Chemosensitization of IκBα-overexpressing glioblastoma towards anti-cancer agents†
Abstract
Burgeoning research on gene-directed therapeutics has significant translational scope to combat multidrug resistant glioblastoma when conventional anticancer drugs cease to work alone or in combination. In the present work, a novel strategy to sensitize drug resistant glioblastoma cells (U87MG) has been proposed by overexpressing the IκBα gene, which is a cellular inhibitor of NFκB signaling pathways. The IκBα overexpressing U87MG cell line (U87-IκBα) was established by the G418 selection of IκBα transfected U87MG cells. The expression of IκBα was studied by semi-quantitative RT PCR, real time PCR and Western blot analysis. The stable cells were found to be easily sensitized by the anticancer drug 5-fluorouracil (5-FU) and an unconventional therapeutic agent curcumin nanoparticles.

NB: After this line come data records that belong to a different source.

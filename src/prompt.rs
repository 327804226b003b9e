//! Prompt assembly with prioritized sections and a hard token ceiling.
//!
//! Templates carry `{{name}}` placeholders. Each section is `required`,
//! `important` or `optional`; when the filled prompt exceeds the ceiling,
//! optional sections are dropped left to right, then important sections are
//! tail-truncated. Required sections are never touched: if they alone blow
//! the ceiling the full prompt is returned with `truncated = true` and the
//! caller decides whether to proceed or fail with `prompt_too_long`.

use crate::util::{estimate_tokens, truncate_to_tokens};

/// Priority of a prompt section.
#[derive(Debug, Clone, Copy, PartialEq, Eq)]
pub enum SectionPriority {
    Required,
    Important,
    Optional,
}

/// One named section to substitute into a `{{name}}` placeholder.
#[derive(Debug, Clone)]
pub struct Section {
    pub name: String,
    pub content: String,
    pub priority: SectionPriority,
}

impl Section {
    pub fn required(name: &str, content: impl Into<String>) -> Self {
        Self {
            name: name.to_string(),
            content: content.into(),
            priority: SectionPriority::Required,
        }
    }

    pub fn important(name: &str, content: impl Into<String>) -> Self {
        Self {
            name: name.to_string(),
            content: content.into(),
            priority: SectionPriority::Important,
        }
    }

    pub fn optional(name: &str, content: impl Into<String>) -> Self {
        Self {
            name: name.to_string(),
            content: content.into(),
            priority: SectionPriority::Optional,
        }
    }
}

/// Result of prompt assembly.
#[derive(Debug, Clone)]
pub struct AssembledPrompt {
    pub prompt: String,
    pub token_count: usize,
    /// True when any section was dropped or truncated, or when the
    /// required sections alone exceed the ceiling.
    pub truncated: bool,
}

fn fill(template: &str, sections: &[Section]) -> String {
    let mut prompt = template.to_string();
    for section in sections {
        let placeholder = format!("{{{{{}}}}}", section.name);
        prompt = prompt.replace(&placeholder, &section.content);
    }
    prompt
}

/// Assemble `template` from `sections` under `token_ceiling`.
pub fn assemble_prompt(
    template: &str,
    sections: &[Section],
    token_ceiling: usize,
) -> AssembledPrompt {
    let full = fill(template, sections);
    let full_tokens = estimate_tokens(&full);
    if full_tokens <= token_ceiling {
        return AssembledPrompt {
            prompt: full,
            token_count: full_tokens,
            truncated: false,
        };
    }

    let mut working: Vec<Section> = sections.to_vec();

    // Drop optional sections left to right until the prompt fits.
    for i in 0..working.len() {
        if working[i].priority != SectionPriority::Optional || working[i].content.is_empty() {
            continue;
        }
        working[i].content.clear();
        let prompt = fill(template, &working);
        let tokens = estimate_tokens(&prompt);
        if tokens <= token_ceiling {
            return AssembledPrompt {
                prompt,
                token_count: tokens,
                truncated: true,
            };
        }
    }

    // Still over: tail-truncate important sections left to right.
    for i in 0..working.len() {
        if working[i].priority != SectionPriority::Important || working[i].content.is_empty() {
            continue;
        }
        let prompt = fill(template, &working);
        let overage = estimate_tokens(&prompt).saturating_sub(token_ceiling);
        let section_tokens = estimate_tokens(&working[i].content);
        let keep = section_tokens.saturating_sub(overage);
        working[i].content = truncate_to_tokens(&working[i].content, keep);
        let prompt = fill(template, &working);
        let tokens = estimate_tokens(&prompt);
        if tokens <= token_ceiling {
            return AssembledPrompt {
                prompt,
                token_count: tokens,
                truncated: true,
            };
        }
    }

    // Required sections alone exceed the ceiling. Hand back the verbatim
    // prompt; the caller owns the prompt_too_long decision.
    let prompt = fill(template, &working);
    let tokens = estimate_tokens(&prompt);
    AssembledPrompt {
        prompt,
        token_count: tokens,
        truncated: true,
    }
}

#[cfg(test)]
mod tests {
    use super::*;

    #[test]
    fn test_everything_fits_untouched() {
        let result = assemble_prompt(
            "A: {{a}}\nB: {{b}}",
            &[
                Section::required("a", "required text"),
                Section::optional("b", "optional text"),
            ],
            1000,
        );
        assert!(!result.truncated);
        assert!(result.prompt.contains("required text"));
        assert!(result.prompt.contains("optional text"));
        assert_eq!(result.token_count, estimate_tokens(&result.prompt));
    }

    #[test]
    fn test_optionals_dropped_left_to_right() {
        let big = "x".repeat(400); // 100 tokens each
        let result = assemble_prompt(
            "{{a}}|{{b}}|{{c}}",
            &[
                Section::required("a", big.clone()),
                Section::optional("b", big.clone()),
                Section::optional("c", big.clone()),
            ],
            210,
        );
        assert!(result.truncated);
        // Dropping b alone brings the total to ~200 tokens; c survives.
        assert!(!result.prompt.contains(&format!("{big}|{big}|")));
        assert!(result.prompt.ends_with(&format!("|{big}")));
        assert!(result.token_count <= 210);
    }

    #[test]
    fn test_important_sections_tail_truncated_after_optionals() {
        let big = "y".repeat(400);
        let result = assemble_prompt(
            "{{a}}|{{b}}|{{c}}",
            &[
                Section::required("a", big.clone()),
                Section::important("b", big.clone()),
                Section::optional("c", big.clone()),
            ],
            150,
        );
        assert!(result.truncated);
        assert!(result.token_count <= 150);
        // Required section is verbatim; important is a prefix of itself.
        assert!(result.prompt.starts_with(&big));
    }

    #[test]
    fn test_required_never_truncated_even_over_ceiling() {
        let big = "z".repeat(4000); // 1000 tokens
        let result = assemble_prompt("{{a}}", &[Section::required("a", big.clone())], 100);
        assert!(result.truncated);
        assert!(result.prompt.contains(&big), "required must stay verbatim");
        assert!(result.token_count > 100);
    }

    #[test]
    fn test_zero_sized_optional_is_skipped() {
        let result = assemble_prompt(
            "{{a}}{{b}}",
            &[
                Section::required("a", "q".repeat(4000)),
                Section::optional("b", ""),
            ],
            100,
        );
        // The empty optional cannot save anything; required stays whole.
        assert!(result.truncated);
    }

    #[test]
    fn test_unknown_placeholders_are_left_alone() {
        let result = assemble_prompt("{{a}} {{mystery}}", &[Section::required("a", "hi")], 100);
        assert!(result.prompt.contains("{{mystery}}"));
    }
}
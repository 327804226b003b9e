//! CLI surface tests: init, input validation, status/health reporting.

use assert_cmd::Command;
use predicates::prelude::*;

fn conductor(dir: &std::path::Path) -> Command {
    let mut cmd = Command::cargo_bin("conductor").unwrap();
    cmd.arg("--project-root").arg(dir);
    cmd
}

#[test]
fn init_scaffolds_store_and_prompts() {
    let dir = tempfile::tempdir().unwrap();
    conductor(dir.path())
        .arg("init")
        .assert()
        .success()
        .stdout(predicate::str::contains("Initialized conductor"));

    assert!(dir.path().join(".conductor/pipeline.db").exists());
    assert!(dir.path().join(".conductor/prompts/dev-story.md").exists());
    assert!(dir.path().join(".conductor/logs").is_dir());

    // A second init verifies instead of clobbering.
    conductor(dir.path())
        .arg("init")
        .assert()
        .success()
        .stdout(predicate::str::contains("already initialized"));
}

#[test]
fn commands_require_init() {
    let dir = tempfile::tempdir().unwrap();
    conductor(dir.path())
        .arg("health")
        .assert()
        .failure()
        .code(1)
        .stderr(predicate::str::contains("conductor init"));
}

#[test]
fn health_without_runs_reports_no_pipeline() {
    let dir = tempfile::tempdir().unwrap();
    conductor(dir.path()).arg("init").assert().success();

    conductor(dir.path())
        .args(["health", "--output-format", "json"])
        .assert()
        .success()
        .stdout(predicate::str::contains("\"success\":true"))
        .stdout(predicate::str::contains("NO_PIPELINE_RUNNING"));
}

#[test]
fn run_from_analysis_requires_concept() {
    let dir = tempfile::tempdir().unwrap();
    conductor(dir.path()).arg("init").assert().success();

    conductor(dir.path())
        .args(["run", "--from", "analysis"])
        .assert()
        .failure()
        .code(1)
        .stderr(predicate::str::contains("--concept"));
}

#[test]
fn run_rejects_invalid_phase_and_story_keys() {
    let dir = tempfile::tempdir().unwrap();
    conductor(dir.path()).arg("init").assert().success();

    conductor(dir.path())
        .args(["run", "--from", "deploy", "--concept", "x"])
        .assert()
        .failure()
        .stderr(predicate::str::contains("Invalid phase"));

    conductor(dir.path())
        .args([
            "run",
            "--from",
            "implementation",
            "--stories",
            "not a key",
        ])
        .assert()
        .failure()
        .stderr(predicate::str::contains("Malformed story key"));
}

#[test]
fn run_rejects_stop_after_before_from() {
    let dir = tempfile::tempdir().unwrap();
    conductor(dir.path()).arg("init").assert().success();

    conductor(dir.path())
        .args([
            "run",
            "--from",
            "solutioning",
            "--stop-after",
            "planning",
        ])
        .assert()
        .failure()
        .stderr(predicate::str::contains("nothing would run"));
}

#[test]
fn status_without_runs_is_a_handled_failure() {
    let dir = tempfile::tempdir().unwrap();
    conductor(dir.path()).arg("init").assert().success();

    conductor(dir.path())
        .arg("status")
        .assert()
        .failure()
        .code(1)
        .stderr(predicate::str::contains("No pipeline run"));

    // In JSON mode the failure is a single JSON line on stdout.
    conductor(dir.path())
        .args(["status", "--output-format", "json"])
        .assert()
        .failure()
        .code(1)
        .stdout(predicate::str::contains("\"success\":false"));
}

#[test]
fn amend_requires_a_completed_parent() {
    let dir = tempfile::tempdir().unwrap();
    conductor(dir.path()).arg("init").assert().success();

    conductor(dir.path())
        .args(["amend", "--concept", "tweak the thing"])
        .assert()
        .failure()
        .code(1)
        .stderr(predicate::str::contains("completed parent"));
}
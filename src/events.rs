//! Typed in-process pipeline events.
//!
//! Events are delivered synchronously to subscribers in subscription
//! order; publishing never blocks on a consumer's own I/O beyond the call
//! itself. Each variant knows its wire name, and `to_json` produces the
//! NDJSON object with the timestamp stamped at emission.

use std::sync::{Arc, Mutex};

use serde::{Deserialize, Serialize};
use serde_json::{Value, json};

use crate::util::now_rfc3339;

/// The per-story pipeline step an event refers to.
#[derive(Debug, Clone, Copy, PartialEq, Eq, Serialize, Deserialize)]
#[serde(rename_all = "kebab-case")]
pub enum StepKind {
    CreateStory,
    DevStory,
    CodeReview,
    Fix,
}

impl StepKind {
    pub fn as_str(&self) -> &'static str {
        match self {
            Self::CreateStory => "create-story",
            Self::DevStory => "dev-story",
            Self::CodeReview => "code-review",
            Self::Fix => "fix",
        }
    }
}

/// Status of a step event.
#[derive(Debug, Clone, Copy, PartialEq, Eq, Serialize, Deserialize)]
#[serde(rename_all = "snake_case")]
pub enum StepStatus {
    InProgress,
    Complete,
    Failed,
}

impl StepStatus {
    pub fn as_str(&self) -> &'static str {
        match self {
            Self::InProgress => "in_progress",
            Self::Complete => "complete",
            Self::Failed => "failed",
        }
    }
}

/// A review issue carried on escalation events.
#[derive(Debug, Clone, PartialEq, Eq, Serialize, Deserialize)]
pub struct IssueSummary {
    pub severity: String,
    #[serde(skip_serializing_if = "Option::is_none")]
    pub file: Option<String>,
    pub desc: String,
}

/// Every event the pipeline publishes.
#[derive(Debug, Clone, PartialEq, Serialize, Deserialize)]
pub enum Event {
    PipelineStart {
        run_id: String,
        stories: Vec<String>,
        concurrency: usize,
    },
    PhaseStart {
        run_id: String,
        phase: String,
    },
    PhaseComplete {
        run_id: String,
        phase: String,
        decisions: usize,
    },
    StoryPhase {
        key: String,
        phase: StepKind,
        status: StepStatus,
        verdict: Option<String>,
        file: Option<String>,
    },
    StoryDone {
        key: String,
        result: String,
        review_cycles: u32,
    },
    StoryEscalation {
        key: String,
        reason: String,
        cycles: u32,
        issues: Vec<IssueSummary>,
    },
    StoryWarn {
        key: String,
        msg: String,
    },
    StoryStall {
        run_id: String,
        story_key: String,
        phase: String,
        elapsed_ms: u64,
    },
    Heartbeat {
        run_id: String,
        active: usize,
        completed: usize,
        queued: usize,
    },
    Paused,
    Resumed,
    PipelineComplete {
        succeeded: Vec<String>,
        failed: Vec<String>,
        escalated: Vec<String>,
    },
}

impl Event {
    /// Wire name on the NDJSON stream.
    pub fn kind(&self) -> &'static str {
        match self {
            Self::PipelineStart { .. } => "pipeline:start",
            Self::PhaseStart { .. } => "phase:start",
            Self::PhaseComplete { .. } => "phase:complete",
            Self::StoryPhase { .. } => "story:phase",
            Self::StoryDone { .. } => "story:done",
            Self::StoryEscalation { .. } => "story:escalation",
            Self::StoryWarn { .. } => "story:warn",
            Self::StoryStall { .. } => "story:stall",
            Self::Heartbeat { .. } => "pipeline:heartbeat",
            Self::Paused => "orchestrator:paused",
            Self::Resumed => "orchestrator:resumed",
            Self::PipelineComplete { .. } => "pipeline:complete",
        }
    }

    /// The NDJSON object for this event, timestamped now.
    pub fn to_json(&self) -> Value {
        let mut object = match self {
            Self::PipelineStart {
                run_id,
                stories,
                concurrency,
            } => json!({"run_id": run_id, "stories": stories, "concurrency": concurrency}),
            Self::PhaseStart { run_id, phase } => json!({"run_id": run_id, "phase": phase}),
            Self::PhaseComplete {
                run_id,
                phase,
                decisions,
            } => json!({"run_id": run_id, "phase": phase, "decisions": decisions}),
            Self::StoryPhase {
                key,
                phase,
                status,
                verdict,
                file,
            } => {
                let mut v = json!({"key": key, "phase": phase.as_str(), "status": status.as_str()});
                if let Some(verdict) = verdict {
                    v["verdict"] = json!(verdict);
                }
                if let Some(file) = file {
                    v["file"] = json!(file);
                }
                v
            }
            Self::StoryDone {
                key,
                result,
                review_cycles,
            } => json!({"key": key, "result": result, "review_cycles": review_cycles}),
            Self::StoryEscalation {
                key,
                reason,
                cycles,
                issues,
            } => json!({"key": key, "reason": reason, "cycles": cycles, "issues": issues}),
            Self::StoryWarn { key, msg } => json!({"key": key, "msg": msg}),
            Self::StoryStall {
                run_id,
                story_key,
                phase,
                elapsed_ms,
            } => json!({
                "run_id": run_id, "story_key": story_key,
                "phase": phase, "elapsed_ms": elapsed_ms
            }),
            Self::Heartbeat {
                run_id,
                active,
                completed,
                queued,
            } => json!({
                "run_id": run_id, "active_dispatches": active,
                "completed_dispatches": completed, "queued_dispatches": queued
            }),
            Self::Paused | Self::Resumed => json!({}),
            Self::PipelineComplete {
                succeeded,
                failed,
                escalated,
            } => json!({"succeeded": succeeded, "failed": failed, "escalated": escalated}),
        };
        object["event"] = json!(self.kind());
        object["ts"] = json!(now_rfc3339());
        object
    }
}

type Subscriber = Box<dyn Fn(&Event) + Send + Sync>;

/// Synchronous in-process pub/sub.
#[derive(Clone, Default)]
pub struct EventBus {
    subscribers: Arc<Mutex<Vec<Subscriber>>>,
}

impl EventBus {
    pub fn new() -> Self {
        Self::default()
    }

    pub fn subscribe(&self, subscriber: impl Fn(&Event) + Send + Sync + 'static) {
        if let Ok(mut subs) = self.subscribers.lock() {
            subs.push(Box::new(subscriber));
        }
    }

    /// Deliver to every subscriber in subscription order.
    pub fn publish(&self, event: Event) {
        if let Ok(subs) = self.subscribers.lock() {
            for subscriber in subs.iter() {
                subscriber(&event);
            }
        }
    }
}

/// Test helper: collects every published event.
#[derive(Clone, Default)]
pub struct EventCollector {
    events: Arc<Mutex<Vec<Event>>>,
}

impl EventCollector {
    pub fn attach(bus: &EventBus) -> Self {
        let collector = Self::default();
        let events = collector.events.clone();
        bus.subscribe(move |event| {
            if let Ok(mut list) = events.lock() {
                list.push(event.clone());
            }
        });
        collector
    }

    pub fn events(&self) -> Vec<Event> {
        self.events.lock().map(|e| e.clone()).unwrap_or_default()
    }

    pub fn kinds(&self) -> Vec<&'static str> {
        self.events().iter().map(|e| e.kind()).collect()
    }
}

Cell viability assays and flow cytometry-based cell cycle studies showed dose dependent differential effects of 5-FU on U87-IκBα and U87MG cells. The expression status of various cell cycle genes was examined by real time PCR analysis. Furthermore, water soluble curcumin nanoparticles (NPs) were synthesized in the presence of poly-L-lysine and BSA to sensitize U87-IκBα cells. Results demonstrated the augmentation of the therapeutic potential of 5-FU and curcumin nanoparticles on IκBα overexpressed cells. Thus, this simple strategy offers the scope of using combination modules as a potential cancer therapeutic.